Sidang perbaikan permohonan uji materiil Undang-Undang No. 13 Tahun 2003 tentang Ketenagakerjaan (UU Ketenagakerjaan) dan Undang-Undang No. 2 Tahun 2004 tentang Penyelesaian Perselisihan Hubungan Industrial (UU PPHI) digelar Mahkamah Konstitusi (MK) pada Selasa (13/10) siang. Permohonan yang terdaftar dengan nomor 114/PUU-XIII/2015 ini diajukan oleh beberapa orang pekerja, Muhammad Hafidz, Wahidin, dkk.
Hafidz mewakili Pemohon prinsipal lainnya menyatakan, perbaikan permohonan dilakukan terhadap kesalahan pengutipan Pasal 171 UU Ketenagakerjan. Selain itu, Pemohon juga memperjelas kedudukan hukum (legal standing) dengan menambahkan bukti yang menguatkan. “Perbaikan terhadap legal standing Para Pemohon dengan penambahan bukti, Yang Mulia. Jadi Pemohon VII dan Pemohon VIII sekarang sedang berperkara di PHI dan jawaban daripada perusahaan mengaggap bahwa kasus mereka termasuk kedaluwarsa, yaitu Pemohon VII Saudara Deda Priyatna dan Pemohon VIII Muhammad Arifin,” ucap Hafidz kepada Majelis Hakim yang dipimpin Wakil Ketua MK Anwar Usman.
Pada sidang tersebut, Pemohon menegaskan tidak melakukan perbaikan petitum sebagaimana nasihat majelis hakim pada sidang sebelumnya. “Jadi petitum-nya tidak berubah, kami tetap meminta Pasal 171 Undang-Undang No. 13 Tahun 2003 dan Pasal 82 Undang-Undang PPHI untuk dibatalkan secara keseluruhan. Hanya itu yang kami perbaiki, Yang Mulia. Terima kasih,” kata Hafidz.

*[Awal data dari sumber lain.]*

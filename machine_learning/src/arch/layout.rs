use std::ops::Range;

use crate::{Result, error::MlError};

/// Maps a flat parameter buffer into one contiguous slice per layer.
/// This is the core "offsets + sizes" mechanism behind `Sequential`.
#[derive(Debug, Clone, PartialEq, Eq)]
pub struct ParameterLayout {
    ranges: Vec<Range<usize>>,
    total: usize,
}

impl ParameterLayout {
    /// Lays the given sizes one after the other, in order.
    pub fn from_sizes<I>(sizes: I) -> Self
    where
        I: IntoIterator<Item = usize>,
    {
        let mut total = 0;
        let ranges = sizes
            .into_iter()
            .map(|size| {
                let range = total..total + size;
                total += size;
                range
            })
            .collect();

        Self { ranges, total }
    }

    /// The total amount of parameters covered by this layout.
    pub fn total(&self) -> usize {
        self.total
    }

    /// The slice of the `i`-th layer, if any.
    pub fn range(&self, i: usize) -> Option<Range<usize>> {
        self.ranges.get(i).cloned()
    }

    pub fn ranges(&self) -> std::slice::Iter<'_, Range<usize>> {
        self.ranges.iter()
    }

    /// Sanity check: ranges must be in-bounds and non-overlapping for a given buffer size.
    pub fn validate(&self, total_params: usize) -> Result<()> {
        if self.total != total_params {
            return Err(MlError::ShapeMismatch {
                what: "parameter layout",
                got: total_params,
                expected: self.total,
            });
        }

        let overlapping = self
            .ranges
            .windows(2)
            .any(|pair| pair[0].end > pair[1].start);

        if overlapping {
            return Err(MlError::InvalidInput("parameter layout ranges overlap"));
        }

        Ok(())
    }
}
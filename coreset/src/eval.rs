use std::time::Duration;

use ml_core::{Dataset, LossFn, Model, argmax_matches};

use crate::{CoresetErr, Result, configs::PrintArg, trainer::EpochStats};

/// Amount of samples per forward pass while evaluating.
const EVAL_BATCH_SIZE: usize = 1000;

/// Mean per-example loss and argmax accuracy of a model over a split.
#[derive(Debug, Clone, Copy, PartialEq)]
pub struct SplitMetrics {
    pub loss: f32,
    pub accuracy: f32,
}

/// Measures `model` over all of `data` without updating it.
pub fn measure<M, L, D>(model: &mut M, loss: &L, data: &D, batch_size: usize) -> Result<SplitMetrics>
where
    M: Model,
    L: LossFn,
    D: Dataset + ?Sized,
{
    let all: Vec<usize> = (0..data.len()).collect();
    let mut total_loss = 0.;
    let mut correct = 0;

    for chunk in all.chunks(batch_size.max(1)) {
        let batch = data.gather(chunk)?;
        let y_pred = model.forward(batch.x.view())?;

        total_loss += loss.losses(y_pred.view(), batch.y.view()).sum();
        correct += argmax_matches(y_pred.view(), batch.y.view());
    }

    let len = data.len().max(1) as f32;
    Ok(SplitMetrics {
        loss: total_loss / len,
        accuracy: correct as f32 / len,
    })
}

/// The splits an evaluation may look at.
#[derive(Debug)]
pub struct EvalSplits<'a, D: ?Sized> {
    pub train: &'a D,
    pub valid: Option<&'a D>,
    pub test: Option<&'a D>,
}

// Manual impls, `D` itself needn't be `Clone`.
impl<D: ?Sized> Clone for EvalSplits<'_, D> {
    fn clone(&self) -> Self {
        *self
    }
}

impl<D: ?Sized> Copy for EvalSplits<'_, D> {}

/// The metrics of one evaluation, in the order they were requested.
#[derive(Debug, Clone, PartialEq)]
pub struct EvalReport {
    values: Vec<(PrintArg, f64)>,
}

impl EvalReport {
    pub fn from_entries(values: Vec<(PrintArg, f64)>) -> Self {
        Self { values }
    }

    pub fn get(&self, arg: PrintArg) -> Option<f64> {
        self.values
            .iter()
            .find(|entry| entry.0 == arg)
            .map(|entry| entry.1)
    }

    pub fn iter(&self) -> impl Iterator<Item = (PrintArg, f64)> {
        self.values.iter().copied()
    }
}

/// Periodic evaluation of the live model.
#[derive(Debug, Clone)]
pub struct Evaluator {
    print_every: usize,
    args: Vec<PrintArg>,
}

impl Evaluator {
    pub fn new(print_every: usize, args: Vec<PrintArg>) -> Self {
        Self {
            print_every: print_every.max(1),
            args,
        }
    }

    /// Whether `epoch` is an evaluation epoch.
    #[inline]
    pub fn due(&self, epoch: usize) -> bool {
        epoch % self.print_every == 0
    }

    /// Fails if a requested metric needs a split that doesn't exist.
    pub fn check<D: Dataset + ?Sized>(&self, splits: &EvalSplits<'_, D>) -> Result<()> {
        for &arg in &self.args {
            let available = match arg {
                PrintArg::ValLoss | PrintArg::ValAcc => splits.valid.is_some_and(|d| !d.is_empty()),
                PrintArg::TstLoss | PrintArg::TstAcc => splits.test.is_some_and(|d| !d.is_empty()),
                _ => true,
            };

            if !available {
                return Err(CoresetErr::InvalidConfig(format!(
                    "print_args requests {arg:?} but that split is empty"
                )));
            }
        }

        Ok(())
    }

    /// Evaluates the requested metrics.
    ///
    /// # Arguments
    /// * `model` - The live model, only run forward.
    /// * `loss` - The training loss.
    /// * `splits` - The data to measure.
    /// * `subset` - The statistics of the epoch that just ended.
    /// * `timing` - The epoch's selection plus training time.
    pub fn evaluate<M, L, D>(
        &self,
        model: &mut M,
        loss: &L,
        splits: EvalSplits<'_, D>,
        subset: &EpochStats,
        timing: Duration,
    ) -> Result<EvalReport>
    where
        M: Model,
        L: LossFn,
        D: Dataset + ?Sized,
    {
        let wants = |a: PrintArg, b: PrintArg| self.args.contains(&a) || self.args.contains(&b);

        let mut run = |data: Option<&D>, wanted: bool| -> Result<Option<SplitMetrics>> {
            match data {
                Some(data) if wanted => measure(&mut *model, loss, data, EVAL_BATCH_SIZE).map(Some),
                _ => Ok(None),
            }
        };

        let trn = run(Some(splits.train), wants(PrintArg::TrnLoss, PrintArg::TrnAcc))?;
        let val = run(splits.valid, wants(PrintArg::ValLoss, PrintArg::ValAcc))?;
        let tst = run(splits.test, wants(PrintArg::TstLoss, PrintArg::TstAcc))?;

        let values = self
            .args
            .iter()
            .filter_map(|&arg| {
                let value = match arg {
                    PrintArg::TrnLoss => trn?.loss,
                    PrintArg::TrnAcc => trn?.accuracy,
                    PrintArg::ValLoss => val?.loss,
                    PrintArg::ValAcc => val?.accuracy,
                    PrintArg::TstLoss => tst?.loss,
                    PrintArg::TstAcc => tst?.accuracy,
                    PrintArg::SubtrnLoss => subset.loss,
                    PrintArg::SubtrnAcc => subset.accuracy(),
                    PrintArg::Time => return Some((arg, timing.as_secs_f64())),
                };
                Some((arg, value as f64))
            })
            .collect();

        Ok(EvalReport { values })
    }
}

#[cfg(test)]
mod tests {
    use machine_learning::{
        arch::{Sequential, layers::Layer, loss::Mse},
        dataset::InMemoryDataset,
    };
    use ndarray::array;

    use super::*;

    fn split() -> InMemoryDataset {
        InMemoryDataset::new(
            array![[1., 0.], [0., 1.], [1., 1.]],
            array![[1., 0.], [0., 1.], [0., 1.]],
        )
        .unwrap()
    }

    fn identity() -> Sequential {
        Sequential::with_params([Layer::dense((2, 2), None)], vec![1., 0., 0., 1., 0., 0.])
            .unwrap()
    }

    #[test]
    fn measure_reports_mean_loss_and_accuracy() {
        let data = split();
        let metrics = measure(&mut identity(), &Mse, &data, 2).unwrap();

        // Only the last sample is off, by 1 in its first output.
        assert!((metrics.loss - 0.5 / 3.).abs() < 1e-6);
        assert!((metrics.accuracy - 2. / 3.).abs() < 1e-6);
    }

    #[test]
    fn measuring_leaves_the_model_alone() {
        let data = split();
        let mut model = identity();
        measure(&mut model, &Mse, &data, 1).unwrap();
        assert_eq!(model.params(), identity().params());
    }

    #[test]
    fn reports_follow_the_requested_order() {
        let data = split();
        let evaluator = Evaluator::new(
            2,
            vec![PrintArg::Time, PrintArg::ValAcc, PrintArg::SubtrnLoss],
        );
        let splits = EvalSplits {
            train: &data,
            valid: Some(&data),
            test: None,
        };
        let subset = EpochStats {
            loss: 1.5,
            correct: 1,
            samples: 2,
            batches: 1,
        };

        let report = evaluator
            .evaluate(&mut identity(), &Mse, splits, &subset, Duration::from_secs(3))
            .unwrap();

        let args: Vec<_> = report.iter().map(|entry| entry.0).collect();
        assert_eq!(args, [PrintArg::Time, PrintArg::ValAcc, PrintArg::SubtrnLoss]);
        assert_eq!(report.get(PrintArg::Time), Some(3.));
        assert_eq!(report.get(PrintArg::SubtrnLoss), Some(1.5));
        assert!(report.get(PrintArg::TstAcc).is_none());
        assert!(evaluator.due(4) && !evaluator.due(3));
    }

    #[test]
    fn missing_splits_are_rejected() {
        let data = split();
        let evaluator = Evaluator::new(1, vec![PrintArg::TstLoss]);
        let splits = EvalSplits {
            train: &data,
            valid: None,
            test: None,
        };

        assert!(matches!(
            evaluator.check(&splits),
            Err(CoresetErr::InvalidConfig(_))
        ));
    }
}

Setelah mengesahkan alat bukti, Anwar menyatakan bahwa Majelis Panel akan melaporkan hasil persidangan ke Rapat Permusyawaratan Hakim (RPH). “Baik, kalau begitu Saudara tinggal menunggu pemberitahuan dari Mahkamah tentang kelanjutan dari permohonan para Pemohon ini. Apakah cukup sampai di sini atau akan dilanjutkan. Nanti Majelis Panel akan melaporkan ke Rapat Permusyawaratan Hakim. Jelas ya?” papar Anwar.
Pada sidang pendahuluan, Pemohon mendalilkan Pasal 171 UU Ketenagakerjaan dan Pasal 82 UU PPHI mengatur bahwa pekerja/buruh yang mengalami pemutusan hubungan kerja (PHK), dapat mengajukan gugatan ke lembaga penyelesaian perselisihan hubungan industrial dalam waktu paling lama 1 (satu) tahun sejak tanggal dilakukan PHK. Adanya tenggang waktu 1 (satu) tahun untuk mengajukan gugatan PHK menurut Pemohon berpotensi tidak dapat dilaksanakan karena terdapat beberapa permasalahan dalam praktiknya.

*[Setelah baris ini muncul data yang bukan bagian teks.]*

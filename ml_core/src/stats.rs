use ndarray::{ArrayView1, ArrayView2, Axis};

/// Statistics produced by a single training batch.
///
/// This type keeps fields private to allow evolving the internal counters
/// without breaking the public API.
#[derive(Debug, Clone, Copy, Default, PartialEq)]
pub struct BatchStats {
    loss: f32,
    correct: usize,
    samples: usize,
}

impl BatchStats {
    /// Creates a new `BatchStats`.
    ///
    /// # Args
    /// * `loss` - The reduced loss that was minimized for the batch.
    /// * `correct` - Number of correct predictions in the batch.
    /// * `samples` - Number of samples in the batch.
    pub fn new(loss: f32, correct: usize, samples: usize) -> Self {
        Self {
            loss,
            correct,
            samples,
        }
    }

    /// Returns the reduced loss of the batch.
    pub fn loss(&self) -> f32 {
        self.loss
    }

    /// Returns the number of correct predictions.
    pub fn correct(&self) -> usize {
        self.correct
    }

    /// Returns the number of samples processed.
    pub fn samples(&self) -> usize {
        self.samples
    }
}

/// Counts rows where the largest prediction sits at the same column as the
/// largest target.
///
/// Single-output (regression) targets have no meaningful class, so they count
/// as zero correct predictions.
pub fn argmax_matches(y_pred: ArrayView2<f32>, y: ArrayView2<f32>) -> usize {
    if y.ncols() < 2 {
        return 0;
    }

    y_pred
        .axis_iter(Axis(0))
        .zip(y.axis_iter(Axis(0)))
        .filter(|(p, t)| argmax(*p) == argmax(*t))
        .count()
}

fn argmax(row: ArrayView1<f32>) -> usize {
    let mut best = 0;
    let mut best_value = f32::NEG_INFINITY;

    for (i, &v) in row.iter().enumerate() {
        if v > best_value {
            best = i;
            best_value = v;
        }
    }

    best
}
use ml_core::Optimizer;

use crate::{Result, error::ensure_len};

/// Stochastic gradient descent with momentum, optional Nesterov look-ahead and L2 weight decay.
#[derive(Debug, Clone)]
pub struct GradientDescentWithMomentum {
    learning_rate: f32,
    momentum: f32,
    weight_decay: f32,
    nesterov: bool,
    velocity: Box<[f32]>,
}

impl GradientDescentWithMomentum {
    /// Creates a new `GradientDescentWithMomentum` optimizer.
    ///
    /// # Arguments
    /// * `len` - The amount of parameters this instance should hold.
    /// * `learning_rate` - The small coefficient that modulates the amount of training per update.
    /// * `momentum` - Hyperparameter to the optimization algorithm.
    ///
    /// # Returns
    /// A new `GradientDescentWithMomentum` instance.
    pub fn new(len: usize, learning_rate: f32, momentum: f32) -> Self {
        Self {
            learning_rate,
            momentum,
            weight_decay: 0.,
            nesterov: false,
            velocity: vec![0.; len].into_boxed_slice(),
        }
    }

    /// Adds `weight_decay * p` to every gradient entry before the momentum update.
    pub fn with_weight_decay(mut self, weight_decay: f32) -> Self {
        self.weight_decay = weight_decay;
        self
    }

    pub fn with_nesterov(mut self, nesterov: bool) -> Self {
        self.nesterov = nesterov;
        self
    }
}

impl Optimizer for GradientDescentWithMomentum {
    fn update_params(&mut self, grad: &[f32], params: &mut [f32]) -> Result<()> {
        ensure_len("gradient", grad.len(), params.len())?;
        ensure_len("velocity", self.velocity.len(), params.len())?;

        let lr = self.learning_rate;
        let mu = self.momentum;
        let wd = self.weight_decay;
        let nesterov = self.nesterov;

        params
            .iter_mut()
            .zip(grad)
            .zip(self.velocity.iter_mut())
            .for_each(|((p, g), v)| {
                let g = g + wd * *p;
                *v = (mu * *v) + g;
                let step = if nesterov { g + mu * *v } else { *v };
                *p -= lr * step;
            });

        Ok(())
    }

    fn learning_rate(&self) -> f32 {
        self.learning_rate
    }

    fn set_learning_rate(&mut self, learning_rate: f32) {
        self.learning_rate = learning_rate;
    }
}

#[cfg(test)]
mod tests {
    use super::*;

    #[test]
    fn velocity_builds_up() {
        let mut optimizer = GradientDescentWithMomentum::new(1, 1., 0.5);
        let mut params = [0.];

        optimizer.update_params(&[1.], &mut params).unwrap();
        assert_eq!(params, [-1.]);

        // v = 0.5 * 1 + 1
        optimizer.update_params(&[1.], &mut params).unwrap();
        assert_eq!(params, [-2.5]);
    }

    #[test]
    fn nesterov_looks_ahead() {
        let mut optimizer = GradientDescentWithMomentum::new(1, 1., 0.5).with_nesterov(true);
        let mut params = [0.];

        // v = 1, step = 1 + 0.5
        optimizer.update_params(&[1.], &mut params).unwrap();
        assert_eq!(params, [-1.5]);
    }

    #[test]
    fn weight_decay_pulls_towards_zero() {
        let mut optimizer = GradientDescentWithMomentum::new(1, 0.1, 0.).with_weight_decay(1.);
        let mut params = [2.];

        optimizer.update_params(&[0.], &mut params).unwrap();
        assert!((params[0] - 1.8).abs() < 1e-6);
    }
}
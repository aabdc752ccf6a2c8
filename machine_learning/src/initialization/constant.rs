use super::ParamGen;

/// A parameter generator that always generates the same value, typically used for biases.
pub struct ConstParamGen {
    value: f32,
    remaining: usize,
}

impl ConstParamGen {
    /// Creates a new `ConstParamGen` parameter generator.
    ///
    /// # Arguments
    /// * `value` - The value to always generate.
    /// * `limit` - The maximum amount of times to generate that value.
    pub fn new(value: f32, limit: usize) -> Self {
        Self {
            value,
            remaining: limit,
        }
    }
}

impl ParamGen for ConstParamGen {
    fn sample(&mut self, mut n: usize) -> Option<Vec<f32>> {
        if self.remaining == 0 {
            return None;
        }

        n = n.min(self.remaining);
        self.remaining -= n;
        Some(vec![self.value; n])
    }
}

#[cfg(test)]
mod tests {
    use super::*;

    #[test]
    fn stops_at_the_limit() {
        let mut param_gen = ConstParamGen::new(1., 10);

        assert_eq!(param_gen.sample(7).unwrap(), vec![1.; 7]);
        assert_eq!(param_gen.sample(7).unwrap(), vec![1.; 3]);
        assert!(param_gen.sample(1).is_none());
    }
}
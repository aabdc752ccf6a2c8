mod chained;
mod constant;
mod error;
mod param_gen;
mod random;

pub use chained::ChainedParamGen;
pub use constant::ConstParamGen;
pub use error::{RandErr, Result};
pub use param_gen::ParamGen;
pub use random::RandParamGen;
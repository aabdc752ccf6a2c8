use std::{
    error::Error,
    fmt::{self, Display},
};

use rand_distr::{NormalError, uniform::Error as UniformError};

/// The specific result type for the different instances of `RandParamGen` generators.
pub type Result<T> = std::result::Result<T, RandErr>;

/// Error returned by the `RandParamGen` constructors whenever the requested distribution
/// can't be built, each constructor has its own constraints given that they use different
/// distributions.
#[derive(Debug)]
pub struct RandErr(String);

impl From<NormalError> for RandErr {
    fn from(value: NormalError) -> Self {
        Self(value.to_string())
    }
}

impl From<UniformError> for RandErr {
    fn from(value: UniformError) -> Self {
        Self(value.to_string())
    }
}

impl Display for RandErr {
    fn fmt(&self, f: &mut fmt::Formatter<'_>) -> fmt::Result {
        f.write_str(&self.0)
    }
}

impl Error for RandErr {}
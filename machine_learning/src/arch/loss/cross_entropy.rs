use ml_core::LossFn;
use ndarray::{Array1, Array2, ArrayView1, ArrayView2, Axis};

/// Softmax cross-entropy over raw logits.
///
/// Targets are expected one-hot (or any distribution), the softmax is folded into the loss so
/// the network's last layer should stay linear.
#[derive(Debug, Default, Clone, Copy, PartialEq)]
pub struct CrossEntropy;

impl CrossEntropy {
    pub fn new() -> Self {
        Self
    }
}

fn log_sum_exp(row: ArrayView1<f32>) -> f32 {
    let max = row.fold(f32::NEG_INFINITY, |acc, &v| acc.max(v));
    max + row.mapv(|v| (v - max).exp()).sum().ln()
}

impl LossFn for CrossEntropy {
    fn losses(&self, y_pred: ArrayView2<f32>, y: ArrayView2<f32>) -> Array1<f32> {
        y_pred
            .axis_iter(Axis(0))
            .zip(y.axis_iter(Axis(0)))
            .map(|(z, t)| t.sum() * log_sum_exp(z) - t.dot(&z))
            .collect()
    }

    fn loss_prime(&self, y_pred: ArrayView2<f32>, y: ArrayView2<f32>) -> Array2<f32> {
        let mut prime = y_pred.to_owned();

        for (mut row, t) in prime.axis_iter_mut(Axis(0)).zip(y.axis_iter(Axis(0))) {
            let lse = log_sum_exp(row.view());
            let mass = t.sum();
            row.zip_mut_with(&t, |p, &t| *p = (*p - lse).exp() * mass - t);
        }

        prime
    }
}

Pasal 171 UU Ketenagakerjaan menyebutkan, “Pekerja/buruh yang mengalami pemutusan hubungan kerja tanpa penetapan lembaga penyelesaian perselisihan hubungan industrial yang berwenang sebagaimana dimaksud dalam Pasal 159, Pasal 160 ayat (3), dan Pasal 162, dan pekerja/buruh yang bersangkutan tidak dapat menerima pemutusan hubungan kerja tersebut, maka pekerja/buruh dapat mengajukan gugatan ke lembaga penyelesaian perselisihan hubungan industrial dalam waktu paling lama 1 (satu) tahun sejak tanggal dilakukan pemutusan hubungan kerjanya.”
Pasal 82 UU PPHI menyebutkan, “Gugatan oleh pekerja/buruh atas pemutusan hubungan kerja sebagaimana dimaksud dalam Pasal 159 dan Pasal 171 Undang-Undang Nomor 13 Tahun 2003 tentang Ketenagakerjaan, dapat diajukan hanya dalam tenggang waktu 1 (satu) tahun sejak diterimanya atau diberitahukannya keputusan dari pihak pengusaha.”

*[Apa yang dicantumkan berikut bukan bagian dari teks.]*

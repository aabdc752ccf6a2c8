use std::num::NonZeroUsize;

use crate::{CoresetErr, Result};

/// Which samples an epoch trains on.
#[derive(Debug, Clone, Copy, PartialEq, Eq, Hash)]
pub enum Phase {
    /// Every training sample, unweighted.
    Full,
    /// The current subset, weighted by its gammas.
    Subset,
}

/// What the controller does during one epoch.
#[derive(Debug, Clone, Copy, PartialEq, Eq)]
pub struct EpochPlan {
    /// Whether a new subset is selected before training.
    pub select: bool,
    pub phase: Phase,
}

/// Decides, per epoch, whether to reselect and which phase applies.
#[derive(Debug, Clone, Copy, PartialEq, Eq)]
pub enum Schedule {
    /// Full-data training every epoch, no selection.
    Full,
    /// The initial subset is kept for the whole run.
    Static,
    /// A new subset at the start of every epoch.
    EveryEpoch,
    /// Reselects when `(epoch + 1) % every == 0`.
    Interval { every: NonZeroUsize },
    /// Trains on the full data for `full_epochs` epochs, then reselects when
    /// `epoch >= kappa_epochs && epoch % every == 0`.
    WarmInterval {
        every: NonZeroUsize,
        kappa_epochs: usize,
        full_epochs: usize,
    },
}

impl Schedule {
    /// Creates a warm-start interval schedule.
    ///
    /// `kappa_epochs = floor(kappa * num_epochs)` and
    /// `full_epochs = floor(kappa_epochs / floor(fraction * 100))`.
    ///
    /// # Errors
    /// Returns `CoresetErr::InvalidConfig` if `kappa` is outside `[0, 1]`, if
    /// `floor(fraction * 100)` is zero or if the thresholds are not ordered as
    /// `full_epochs <= kappa_epochs <= num_epochs`.
    pub fn warm(every: NonZeroUsize, kappa: f64, fraction: f64, num_epochs: usize) -> Result<Self> {
        if !(0.0..=1.0).contains(&kappa) {
            return Err(CoresetErr::InvalidConfig(format!(
                "kappa ({kappa}) must be in [0, 1]"
            )));
        }

        let percent = (fraction * 100.).floor() as usize;
        if percent == 0 {
            return Err(CoresetErr::InvalidConfig(format!(
                "fraction ({fraction}) is too small for a warm start, floor(fraction * 100) is 0"
            )));
        }

        let kappa_epochs = (kappa * num_epochs as f64).floor() as usize;
        let full_epochs = kappa_epochs / percent;

        if full_epochs > kappa_epochs || kappa_epochs > num_epochs {
            return Err(CoresetErr::InvalidConfig(format!(
                "warm start thresholds out of order: full_epochs={full_epochs}, \
                 kappa_epochs={kappa_epochs}, num_epochs={num_epochs}"
            )));
        }

        Ok(Self::WarmInterval {
            every,
            kappa_epochs,
            full_epochs,
        })
    }

    /// Returns what happens during `epoch`, counted from zero.
    pub fn plan(&self, epoch: usize) -> EpochPlan {
        let subset = |select| EpochPlan {
            select,
            phase: Phase::Subset,
        };

        match *self {
            Schedule::Full => EpochPlan {
                select: false,
                phase: Phase::Full,
            },
            Schedule::Static => subset(false),
            Schedule::EveryEpoch => subset(true),
            Schedule::Interval { every } => subset((epoch + 1) % every.get() == 0),
            Schedule::WarmInterval {
                every,
                kappa_epochs,
                full_epochs,
            } => {
                if epoch < full_epochs {
                    EpochPlan {
                        select: false,
                        phase: Phase::Full,
                    }
                } else {
                    subset(epoch >= kappa_epochs && epoch % every.get() == 0)
                }
            }
        }
    }

    /// Whether the run needs a random subset before its first selection.
    pub fn uses_subsets(&self) -> bool {
        !matches!(self, Schedule::Full)
    }
}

Menurut Pemohon, apabila pekerja di-PHK dan tidak mengajukan gugatan atas PHK tersebut dalam waktu waktu 1 (satu) tahun sejak diberitahukan, maka pekerja akan kehilangan hak-haknya sebagaimana yang dijamin perundang-undangan yang berlaku, antara lain berupa uang pesangon, uang penghargaan masa kerja, dan uang penggantian hak. Hal demikian menurut Pemohon telah menghilangkan jaminan perlindungan hukum bagi Pemohon. Untuk itu, Pemohon meminta kepada Majelis Hakim agar Pasal 171 UU Ketenagakerjaan dan Pasal 82 UU PPHI dinyatakan bertentangan dengan UUD 1945 dan tidak mempunyai kekuatan hukum mengikat. (Nano Tresna Arfana/IR)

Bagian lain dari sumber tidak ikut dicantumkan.